Mark, Reuben 1939–
Chairman and chief executive officer, Colgate-Palmolive Company
Education: Middlebury College, BA, 1960; Harvard Business School, MBA, 1963.
Family: Son of Edward Mark and Libbie Berman; married Arlene Slobzian (music therapist); children: three.
Career: U.S. Army, 1961, infantry officer; Colgate-Palmolive Company, 1963–1972, advertising trainee, then various marketing and management positions; 1972–1973, president and general manager in Venezuela; 1973–1974, president and general manager in Canada; 1974–1975, vice president and general manager of Far East division; 1975–1979, vice president and general manager of household-products division; 1979–1981, group vice president of domestic operations; 1981–1983, executive vice president; 1983–1984, COO; 1983–1984, president; 1984–1986, CEO; 1986–, chairman and CEO.
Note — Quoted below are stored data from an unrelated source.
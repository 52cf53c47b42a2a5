//! Per-kind comparison rules and the recursive walk.
//!
//! Each symbol kind specializes two things: the identity key used when
//! partitioning siblings (see [`SymbolNode::identity_key`]) and whether a
//! matched pair is recursed into. Both are selected at a single dispatch
//! point, the `match` in [`Walk::compare_pair`].

use super::level::partition;
use super::result::{DiffEntry, Direction, ReportNode};
use crate::model::{SymbolKind, SymbolNode};
use crate::policy::IgnorePolicy;

/// Member categories partitioned independently under a matched type pair,
/// in report order.
const TYPE_MEMBER_KINDS: [SymbolKind; 8] = [
    SymbolKind::Interface,
    SymbolKind::Constructor,
    SymbolKind::Method,
    SymbolKind::Property,
    SymbolKind::Field,
    SymbolKind::Event,
    SymbolKind::GenericParameter,
    SymbolKind::Type,
];

/// One comparison's working state: the policy in force and the count of
/// findings it discarded.
pub(super) struct Walk<'p> {
    policy: &'p IgnorePolicy,
    pub suppressed: usize,
}

impl<'p> Walk<'p> {
    pub fn new(policy: &'p IgnorePolicy) -> Self {
        Self {
            policy,
            suppressed: 0,
        }
    }

    /// Compare one matched pair and produce its report level.
    pub fn compare_pair(&mut self, old: &SymbolNode, new: &SymbolNode) -> ReportNode {
        tracing::trace!(path = %old.qualified_path, kind = %old.kind, "comparing matched pair");
        let mut report = ReportNode::new(old);
        match old.kind {
            SymbolKind::Assembly => {
                self.compare_category(old, new, SymbolKind::Namespace, &mut report);
            }
            SymbolKind::Namespace => {
                self.compare_category(old, new, SymbolKind::Type, &mut report);
            }
            SymbolKind::Type => {
                for kind in TYPE_MEMBER_KINDS {
                    self.compare_category(old, new, kind, &mut report);
                }
            }
            // Matched leaves carry no comparable structure of their own:
            // a matched invocable already agrees on signature and arity,
            // interface entries stand for the implementation relation only,
            // and generic parameter renames are not contract changes.
            _ => {}
        }
        report
    }

    /// Partition one member category of a matched pair and record the
    /// outcome.
    fn compare_category(
        &mut self,
        old: &SymbolNode,
        new: &SymbolNode,
        kind: SymbolKind,
        report: &mut ReportNode,
    ) {
        let diff = partition(old.children_of_kind(kind), new.children_of_kind(kind));
        for node in diff.removed {
            self.record(node, Direction::Removed, report);
        }
        for node in diff.added {
            self.record(node, Direction::Added, report);
        }
        for (old_child, new_child) in diff.matched {
            match kind {
                SymbolKind::Namespace | SymbolKind::Type => {
                    // Recursed pairs always get a report level, even a
                    // quiet one, so callers can navigate to it.
                    let child = self.compare_pair(old_child, new_child);
                    report.children.push(child);
                }
                SymbolKind::Property | SymbolKind::Field | SymbolKind::Event => {
                    // Same name, different declared type: the old
                    // declaration is gone. Reported as a bare removal.
                    if old_child.type_descriptor != new_child.type_descriptor {
                        self.record(old_child, Direction::Removed, report);
                    }
                }
                _ => {}
            }
        }
    }

    /// Record one finding unless the policy suppresses it. A suppressed
    /// finding is counted and dropped; it never reaches the report.
    fn record(&mut self, node: &SymbolNode, direction: Direction, report: &mut ReportNode) {
        if self.policy.is_suppressed(node.coarse_path()) {
            self.suppressed += 1;
            tracing::debug!(
                path = %node.qualified_path,
                kind = %node.kind,
                ?direction,
                "finding suppressed by ignore policy"
            );
            return;
        }
        let entry = DiffEntry {
            symbol: node.clone(),
            direction,
        };
        match direction {
            Direction::Added => report.added.push(entry),
            Direction::Removed => report.removed.push(entry),
        }
    }
}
■ In the transitory business climate of the 21st century, Reuben Mark was a throwback to an earlier era: he was a true "company man," working only for Colgate-Palmolive Company for more than 40 years. It would be practically impossible to overstate his contribution; in his two decades as chief executive of the $9.1 billion consumer-products giant, Colgate-Palmolive's stock bested that of GE throughout the GE CEO Jack Welch's tenure. Rather than making the talk-show circuit to tout his success, Mark could be found committing himself to extensive educational philanthropy and the improvement of corporate governance. While he set a universally positive example for his CEO peers, Mark would have been the last person to say anything about it.
A FATEFUL BEGINNING
Born in Jersey City, the industrial town that then housed Colgate's headquarters and its largest domestic plant, Mark's family moved to Long Island before his first birthday. His education took him first to Middlebury College in Vermont, where he studied economics, and later to Harvard Business School, where he earned his MBA in 1963. In 1961 he spent six months as an army officer.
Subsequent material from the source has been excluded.